Mitochondria, responsible for ATP production and apoptosis regulation, play a key role in cancer cells. Honokiol regulates apoptosis through the endogenous mitochondrial pathway but does not specifically target tumor cells. We designed 28 novel derivatives of honokiol using triple-function delocalized lipophilic cations such as berberine and F16 as mitochondrion-targeting carriers. While all derivatives exhibited enhanced cytotoxicity toward tumor cells compared to honokiol, the derivative 2E-3-F16 exhibited a substantial tumor cell selectivity between NCI-H446 cancer cells and HBE cells by one order of magnitude and enhanced the sensitivity of A549 cells to cisplatin.

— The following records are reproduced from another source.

use alloc::{collections::BTreeMap, sync::Arc};
use core::any::Any;

use crate::{
    any::{Instance, TypeKey, Upcast},
    container::Container,
    descriptor::{DisposeFn, Object},
    errors::ResolveErrorKind,
    finalizer::BoxedFinalizer,
    lifetime::Lifetime,
    resolver::Resolver,
};

/// A created object bound to its abstraction.
pub(crate) struct Bound {
    pub(crate) instance: Instance,
    /// The object under its concrete type, used by release hooks.
    pub(crate) object: Arc<dyn Any + Send + Sync>,
}

pub(crate) type BindFn = fn(Object) -> Result<Bound, ResolveErrorKind>;

pub(crate) fn bind<TBase, TDerived>(object: Object) -> Result<Bound, ResolveErrorKind>
where
    TBase: ?Sized + Send + Sync + 'static,
    TDerived: Upcast<TBase> + Send + Sync + 'static,
{
    let object = object
        .downcast::<TDerived>()
        .map_err(|object| ResolveErrorKind::IncorrectType {
            expected: TypeKey::of::<TDerived>(),
            actual: (*object).type_id(),
        })?;
    let object = Arc::<TDerived>::from(object);

    Ok(Bound {
        instance: Instance::new(<TDerived as Upcast<TBase>>::upcast(Arc::clone(&object))),
        object,
    })
}

#[derive(Clone)]
pub(crate) enum Provider {
    /// Created by the injector, then bound to the abstraction.
    Construct(BindFn),
    /// Supplied pre-built, never constructed.
    Instance {
        instance: Instance,
        object: Arc<dyn Any + Send + Sync>,
        dispose: Option<DisposeFn>,
    },
    /// The resolving container itself.
    Scope(fn(&Container) -> Instance),
}

/// Binding of an abstraction to its implementation within one container level.
#[derive(Clone)]
pub struct Registration {
    implementation: TypeKey,
    lifetime: Lifetime,
    pub(crate) provider: Provider,
}

impl Registration {
    #[must_use]
    pub(crate) fn construct<TBase, TDerived>(lifetime: Lifetime) -> Self
    where
        TBase: ?Sized + Send + Sync + 'static,
        TDerived: Upcast<TBase> + Send + Sync + 'static,
    {
        Self {
            implementation: TypeKey::of::<TDerived>(),
            lifetime,
            provider: Provider::Construct(bind::<TBase, TDerived>),
        }
    }

    #[must_use]
    pub(crate) fn instance<TBase, TDerived>(value: TDerived, dispose: Option<DisposeFn>) -> Self
    where
        TBase: ?Sized + Send + Sync + 'static,
        TDerived: Upcast<TBase> + Send + Sync + 'static,
    {
        let object = Arc::new(value);
        Self {
            implementation: TypeKey::of::<TDerived>(),
            lifetime: Lifetime::Singleton,
            provider: Provider::Instance {
                instance: Instance::new(<TDerived as Upcast<TBase>>::upcast(Arc::clone(&object))),
                object,
                dispose,
            },
        }
    }

    #[must_use]
    pub(crate) fn scope() -> Self {
        Self {
            implementation: TypeKey::of::<Container>(),
            lifetime: Lifetime::Scoped,
            provider: Provider::Scope(|container| Instance::new(Arc::new(container.clone()))),
        }
    }

    #[must_use]
    pub(crate) fn resolver() -> Self {
        Self {
            implementation: TypeKey::of::<Container>(),
            lifetime: Lifetime::Scoped,
            provider: Provider::Scope(|container| {
                let resolver: Arc<dyn Resolver> = Arc::new(container.clone());
                Instance::new(resolver)
            }),
        }
    }

    #[inline]
    #[must_use]
    pub const fn implementation(&self) -> TypeKey {
        self.implementation
    }

    #[inline]
    #[must_use]
    pub const fn lifetime(&self) -> Lifetime {
        self.lifetime
    }

    /// `true` when the injector creates the implementation, as opposed to pre-built instances
    /// and the container's own registration.
    #[inline]
    #[must_use]
    pub const fn is_constructed(&self) -> bool {
        matches!(self.provider, Provider::Construct(_))
    }
}

/// Frozen registrations and finalizers of one container level.
#[derive(Default)]
pub(crate) struct Registry {
    pub(crate) registrations: BTreeMap<TypeKey, Registration>,
    pub(crate) finalizers: BTreeMap<TypeKey, BoxedFinalizer>,
}

impl Registry {
    #[inline]
    #[must_use]
    pub(crate) fn get(&self, type_key: &TypeKey) -> Option<&Registration> {
        self.registrations.get(type_key)
    }

    #[inline]
    #[must_use]
    pub(crate) fn finalizer(&self, type_key: &TypeKey) -> Option<BoxedFinalizer> {
        self.finalizers.get(type_key).cloned()
    }
}
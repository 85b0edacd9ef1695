//! Hooks for watching a computation. The engine reports every applied transition and the
//! final halt to an `Observer` instead of printing anything itself.

use crate::types::{Halt, Transition};
use std::fmt;

/// A single applied transition, captured after the write and before the head moves.
#[derive(Debug, Clone, PartialEq, Eq)]
pub struct StepEvent {
    /// The state the transition was taken from.
    pub state: String,
    /// The symbol that was read.
    pub read: char,
    pub transition: Transition,
    /// The head position the symbol was read from.
    pub head: usize,
    /// The tape rendering after the write.
    pub tape: String,
}

impl fmt::Display for StepEvent {
    fn fmt(&self, f: &mut fmt::Formatter<'_>) -> fmt::Result {
        write!(
            f,
            "\u{03B4}({}, {}) \u{21A6} ({}, {:>2}, {})  |  {}",
            self.state,
            self.read,
            self.transition.output,
            self.transition.movement,
            self.transition.next_state,
            self.tape
        )
    }
}

/// Receives engine events. Both hooks default to doing nothing.
///
/// Observers are side channels: they cannot influence control flow.
pub trait Observer {
    fn on_step(&mut self, _event: &StepEvent) {}

    fn on_halt(&mut self, _halt: &Halt) {}
}

/// The silent observer.
impl Observer for () {}

impl<O: Observer + ?Sized> Observer for &mut O {
    fn on_step(&mut self, event: &StepEvent) {
        (**self).on_step(event)
    }

    fn on_halt(&mut self, halt: &Halt) {
        (**self).on_halt(halt)
    }
}

/// Records every event, for later inspection.
#[derive(Debug, Default, Clone, PartialEq)]
pub struct Trace {
    pub steps: Vec<StepEvent>,
    pub halt: Option<Halt>,
}

impl Trace {
    pub fn new() -> Self {
        Self::default()
    }

    /// Returns the formatted transition lines, one per step.
    pub fn lines(&self) -> Vec<String> {
        self.steps.iter().map(ToString::to_string).collect()
    }
}

impl Observer for Trace {
    fn on_step(&mut self, event: &StepEvent) {
        self.steps.push(event.clone());
    }

    fn on_halt(&mut self, halt: &Halt) {
        self.halt = Some(halt.clone());
    }
}

/// Forwards events to `tracing`: steps at `info`, normal halts at `info`, error halts at `warn`.
#[derive(Debug, Default, Clone, Copy)]
pub struct TracingObserver;

impl Observer for TracingObserver {
    fn on_step(&mut self, event: &StepEvent) {
        tracing::info!(state = %event.state, head = event.head, "{}", event);
    }

    fn on_halt(&mut self, halt: &Halt) {
        if halt.is_error() {
            tracing::warn!(state = %halt.state(), code = halt.code(), "{}", halt);
        } else {
            tracing::info!(state = %halt.state(), "{}", halt);
        }
    }
}

#[cfg(test)]
mod tests {
    use super::*;
    use crate::types::Move;

    fn event() -> StepEvent {
        StepEvent {
            state: "q0".to_string(),
            read: '1',
            transition: Transition::new('1', '0', Move::Right, "q0"),
            head: 0,
            tape: "001".to_string(),
        }
    }

    #[test]
    fn test_step_event_display() {
        assert_eq!(
            event().to_string(),
            "\u{03B4}(q0, 1) \u{21A6} (0,  1, q0)  |  001"
        );
    }

    #[test]
    fn test_trace_records_events() {
        let mut trace = Trace::new();
        let halt = Halt::Normal {
            state: "q0".to_string(),
            tape: "001".to_string(),
        };

        trace.on_step(&event());
        trace.on_halt(&halt);

        assert_eq!(trace.steps, vec![event()]);
        assert_eq!(trace.halt, Some(halt));
        assert_eq!(trace.lines().len(), 1);
    }

    #[test]
    fn test_observer_through_mutable_reference() {
        fn feed(mut observer: impl Observer) {
            observer.on_step(&event());
        }

        let mut trace = Trace::new();
        feed(&mut trace);
        feed(&mut trace);
        assert_eq!(trace.steps.len(), 2);
    }
}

Mechanistically, it targeted mitochondria and induced apoptosis by preventing tumor cells from entering the G0/G1 phases as well as inducing an abnormal elevation of reactive oxygen species, thereby decreasing the mitochondrial membrane potential level. It also showed lower toxicity toward Caenorhabditis elegans than honokiol. This study provides a possible method for developing mitochondrion-targeting antitumor drugs with high efficiency and low toxicity based on natural products.